In am Aug. 12 comment letter to Treasury Secretary Janet Yellen, the CFPB outlined its approach to regulating AI and other emerging technologies in the financial sector. The agency emphasized that innovation must not come at the expense of consumer protection or fair competition.
“Although institutions sometimes behave as if there are exceptions to the federal consumer financial protection laws for new technologies, that is not the case,” the CFPB stated in its letter. “Regulators have a legal mandate to ensure that existing rules are enforced with respect to all technologies, including those marketed as new or novel.”
The agency’s position comes as financial institutions increasingly adopt AI and machine learning technologies for everything from customer service to fraud detection and credit underwriting. While these technologies promise increased efficiency and potentially better outcomes for consumers, they also raise concerns about fairness, transparency and compliance with existing regulations.
CFPB General Counsel Seth Frotman and Chief Technologist Erie Meyer, who co-signed the letter, said that the agency is closely monitoring the adoption of these technologies.
“If firms cannot manage using a new technology in a lawful way, then they should not use the technology,” they wrote.
CFPB Concerns
The CFPB highlighted several areas of concern, including automated customer service, fraud screening and lending and underwriting decisions. The agency warned that AI-powered customer service tools may provide incorrect information, fail to provide meaningful dispute resolution, and raise privacy and security risks.
Regarding fraud screening, the CFPB cautioned that such activities conducted as part of a transaction for a consumer financial product or service must comply with relevant laws, including the Consumer Financial Protection Act and, in some cases, the Equal Credit Opportunity Act.
For lending and underwriting decisions, the agency emphasized that the Equal Credit Opportunity Act applies regardless of the complexity of the technology used, “including when it comes to combatting unlawful discrimination or explaining how certain credit decisions are made.”
The CFPB’s approach marks a departure from previous efforts to encourage innovation through regulatory “sandboxes” and No Action Letters. The agency found that these programs “fell short of their intended purpose of encouraging pro-consumer innovation in financial markets” and sometimes resulted in waiving important consumer protections.

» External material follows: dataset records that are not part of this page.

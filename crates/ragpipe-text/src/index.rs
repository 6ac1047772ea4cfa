use anyhow::Result;
use async_trait::async_trait;
use std::path::Path;
use tantivy::collector::TopDocs;
use tantivy::directory::MmapDirectory;
use tantivy::query::{BooleanQuery, Occur, Query, QueryParser, TermQuery};
use tantivy::schema::{IndexRecordOption, Value};
use tantivy::{Index, IndexReader, IndexWriter, ReloadPolicy, TantivyDocument, Term};

use ragpipe_core::traits::KeywordSearcher;
use ragpipe_core::types::{Candidate, Chunk, Document, SearchFilter, SourceKind};

use crate::tantivy_utils::{build_schema, register_tokenizer, ChunkFields};

const WRITER_HEAP_BYTES: usize = 50_000_000;

/// Chunk-level keyword index.
///
/// Documents are replaced wholesale: every write deletes the document's
/// existing chunks before adding the new ones, then commits and reloads the
/// reader so searches see the change immediately.
pub struct KeywordIndex {
	index: Index,
	reader: IndexReader,
	fields: ChunkFields,
}

impl KeywordIndex {
	pub fn in_memory() -> Result<Self> {
		Self::from_index(Index::create_in_ram(build_schema()))
	}

	/// Recreates `index_dir` from scratch.
	pub fn create_in_dir(index_dir: &Path) -> Result<Self> {
		if index_dir.exists() { std::fs::remove_dir_all(index_dir)?; }
		std::fs::create_dir_all(index_dir)?;
		Self::from_index(Index::create_in_dir(index_dir, build_schema())?)
	}

	pub fn open_or_create(index_dir: &Path) -> Result<Self> {
		std::fs::create_dir_all(index_dir)?;
		let directory = MmapDirectory::open(index_dir)?;
		Self::from_index(Index::open_or_create(directory, build_schema())?)
	}

	fn from_index(index: Index) -> Result<Self> {
		register_tokenizer(&index);
		let fields = ChunkFields::resolve(&index.schema())?;
		let reader = index.reader_builder().reload_policy(ReloadPolicy::Manual).try_into()?;
		Ok(Self { index, reader, fields })
	}

	/// Number of indexed chunks.
	pub fn num_chunks(&self) -> u64 {
		self.reader.searcher().num_docs()
	}

	pub fn replace_document(&self, document: &Document, chunks: &[Chunk]) -> Result<()> {
		self.replace_documents(std::iter::once((document, chunks)))
	}

	/// Replaces several documents in a single commit.
	pub fn replace_documents<'a, I>(&self, batch: I) -> Result<()>
	where
		I: IntoIterator<Item = (&'a Document, &'a [Chunk])>,
	{
		let mut writer: IndexWriter = self.index.writer(WRITER_HEAP_BYTES)?;
		let mut added = 0usize;
		for (document, chunks) in batch {
			writer.delete_term(Term::from_field_text(self.fields.document_id, &document.id));
			for chunk in chunks {
				writer.add_document(self.to_tantivy(document, chunk))?;
				added += 1;
			}
		}
		writer.commit()?;
		self.reader.reload()?;
		tracing::debug!(chunks = added, "keyword index updated");
		Ok(())
	}

	pub fn delete_document(&self, document_id: &str) -> Result<()> {
		let mut writer: IndexWriter = self.index.writer(WRITER_HEAP_BYTES)?;
		writer.delete_term(Term::from_field_text(self.fields.document_id, document_id));
		writer.commit()?;
		self.reader.reload()?;
		Ok(())
	}

	fn to_tantivy(&self, document: &Document, chunk: &Chunk) -> TantivyDocument {
		let mut doc = TantivyDocument::default();
		doc.add_text(self.fields.chunk_id, &chunk.id);
		doc.add_text(self.fields.document_id, &document.id);
		doc.add_text(self.fields.filename, &document.filename);
		doc.add_u64(self.fields.index, chunk.index as u64);
		for tag in &chunk.tags { doc.add_text(self.fields.tag, tag); }
		doc.add_text(self.fields.text, &chunk.content);
		doc
	}

	/// Ranked keyword hits, best first. Malformed query syntax is parsed
	/// leniently instead of failing. The BM25 score is carried along but only
	/// the order is meaningful to callers.
	pub fn search_chunks(&self, query: &str, top_k: usize, filter: &SearchFilter) -> Result<Vec<Candidate>> {
		if top_k == 0 { return Ok(Vec::new()); }
		let parser = QueryParser::for_index(&self.index, vec![self.fields.text]);
		let (text_query, errors) = parser.parse_query_lenient(query);
		if !errors.is_empty() { tracing::debug!(?errors, query, "lenient query parse"); }

		let mut clauses: Vec<(Occur, Box<dyn Query>)> = vec![(Occur::Must, text_query)];
		if let Some(ids) = filter.document_set() {
			clauses.push((Occur::Must, any_term(self.fields.document_id, ids.iter())));
		}
		if let Some(tags) = filter.tag_set() {
			clauses.push((Occur::Must, any_term(self.fields.tag, tags.iter())));
		}
		let query = BooleanQuery::new(clauses);

		let searcher = self.reader.searcher();
		let top_docs = searcher.search(&query, &TopDocs::with_limit(top_k))?;
		let mut hits = Vec::with_capacity(top_docs.len());
		for (position, (score, addr)) in top_docs.into_iter().enumerate() {
			let doc: TantivyDocument = searcher.doc(addr)?;
			let text = |field| doc.get_first(field).and_then(|v| v.as_str()).unwrap_or("").to_string();
			hits.push(Candidate {
				chunk_id: text(self.fields.chunk_id),
				document_id: text(self.fields.document_id),
				filename: text(self.fields.filename),
				content: text(self.fields.text),
				score,
				position,
				source: SourceKind::Text,
				embedding: None,
			});
		}
		Ok(hits)
	}
}

fn any_term<'a>(field: tantivy::schema::Field, values: impl Iterator<Item = &'a String>) -> Box<dyn Query> {
	let alternatives: Vec<(Occur, Box<dyn Query>)> = values
		.map(|v| {
			let term = TermQuery::new(Term::from_field_text(field, v), IndexRecordOption::Basic);
			(Occur::Should, Box::new(term) as Box<dyn Query>)
		})
		.collect();
	Box::new(BooleanQuery::new(alternatives))
}

#[async_trait]
impl KeywordSearcher for KeywordIndex {
	async fn search(&self, query: &str, top_k: usize, filter: &SearchFilter) -> Result<Vec<Candidate>> {
		self.search_chunks(query, top_k, filter)
	}
}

Instead, the CFPB is turning its focus to creating a level playing field for all market participants.
“Innovation is fostered when regulators ensure that all market participants adhere to the same set of rules and compete on a level playing field,” the letter stated.
To achieve this goal, the agency outlined several initiatives, including providing clear guidance on applying existing laws to new technologies, ensuring regulations don’t stifle competition or favor incumbents, combating anticompetitive practices and proposing rules to make it easier for consumers to switch financial service providers.
AI in Finance Draws Global Scrutiny
The CFPB’s stance aligns with a growing trend among regulators worldwide to scrutinize the use of AI in financial services. In Europe, the AI Act imposes strict rules on the use of AI systems in various sectors, including finance.
As part of its oversight efforts, the CFPB is taking steps to evaluate how companies are testing the algorithms they use to make lending decisions to ensure compliance with the law, including the prohibition against discrimination based on protected characteristics. The agency is also closely tracking how tech firms are expanding into banking-like services in virtual worlds and monitoring the potential misuse of generative AI tools for fraud.
Additionally, the CFPB has proposed to subject large technology companies that offer services like digital wallets and payment apps to its supervisory process, aligning oversight of their offering of consumer financial products or services with that of banks and other financial institutions.
As AI continues to reshape the financial services landscape, the CFPB’s position signals that regulators are determined to keep pace with technological change. The agency concluded its letter by emphasizing that “artificial intelligence” is just one aspect of the rapid adoption of new technologies in the consumer financial marketplace, accompanied by new risks and challenges that the CFPB is keenly focused on.
With this clear statement of intent, financial institutions and FinTech companies alike must carefully navigate the regulatory landscape as they seek to harness the power of AI and other emerging technologies. The CFPB’s approach means that innovation in financial services will be expected to occur within the bounds of existing consumer protection laws, with no special exemptions for new technologies.